(Task inputs Opens)

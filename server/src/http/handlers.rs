use axum::{
    Json,
    body::Body,
    extract::{Path, State},
    http::{StatusCode, header},
    response::{IntoResponse, Response},
};
use futures::StreamExt;
use shared_types::{ObjectAddress, StoreResult};
use std::sync::Arc;
use storage_backend::StorageError;
use tracing::{info, instrument};

use super::{dto::DeleteResponse, error::ApiResult, state::AppState};

/// PUT /objects/:container/*key
/// Create or overwrite an object with the request body
#[instrument(skip(state, body))]
pub async fn put_object(
    State(state): State<Arc<AppState>>,
    Path((container, key)): Path<(String, String)>,
    body: Body,
) -> ApiResult<(StatusCode, Json<StoreResult>)> {
    info!("Putting object: {}/{}", container, key);

    let address = ObjectAddress::new(&container, &key).to_path();
    let data = body
        .into_data_stream()
        .map(move |chunk| {
            chunk.map_err(|e| StorageError::StreamAborted {
                address: address.clone(),
                reason: e.to_string(),
            })
        })
        .boxed();

    let result = state.storage.store(&container, &key, data).await?;

    let status = if result.was_update {
        StatusCode::OK
    } else {
        StatusCode::CREATED
    };
    Ok((status, Json(result)))
}

/// GET /objects/:container/*key
/// Stream an object back to the client
#[instrument(skip(state))]
pub async fn get_object(
    State(state): State<Arc<AppState>>,
    Path((container, key)): Path<(String, String)>,
) -> ApiResult<Response> {
    info!("Getting object: {}/{}", container, key);

    let stream = state.storage.get(&container, &key).await?;

    Ok((
        [(header::CONTENT_TYPE, "application/octet-stream")],
        Body::from_stream(stream),
    )
        .into_response())
}

/// DELETE /objects/:container/*key
/// Delete an object if it exists
#[instrument(skip(state))]
pub async fn delete_object(
    State(state): State<Arc<AppState>>,
    Path((container, key)): Path<(String, String)>,
) -> ApiResult<Json<DeleteResponse>> {
    info!("Deleting object: {}/{}", container, key);

    let deleted = state.storage.delete(&container, &key).await?;

    Ok(Json(DeleteResponse { deleted }))
}

/// GET /health
/// Health check endpoint
pub async fn health_check() -> Json<serde_json::Value> {
    Json(serde_json::json!({
        "status": "healthy",
        "service": "blob-server",
        "timestamp": chrono::Utc::now().to_rfc3339(),
    }))
}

(Task inputs Closes)

#### [Task instructions]
Find how many lines of the entries contain "chunk". Respond with the number only.

#### [Task solution]
2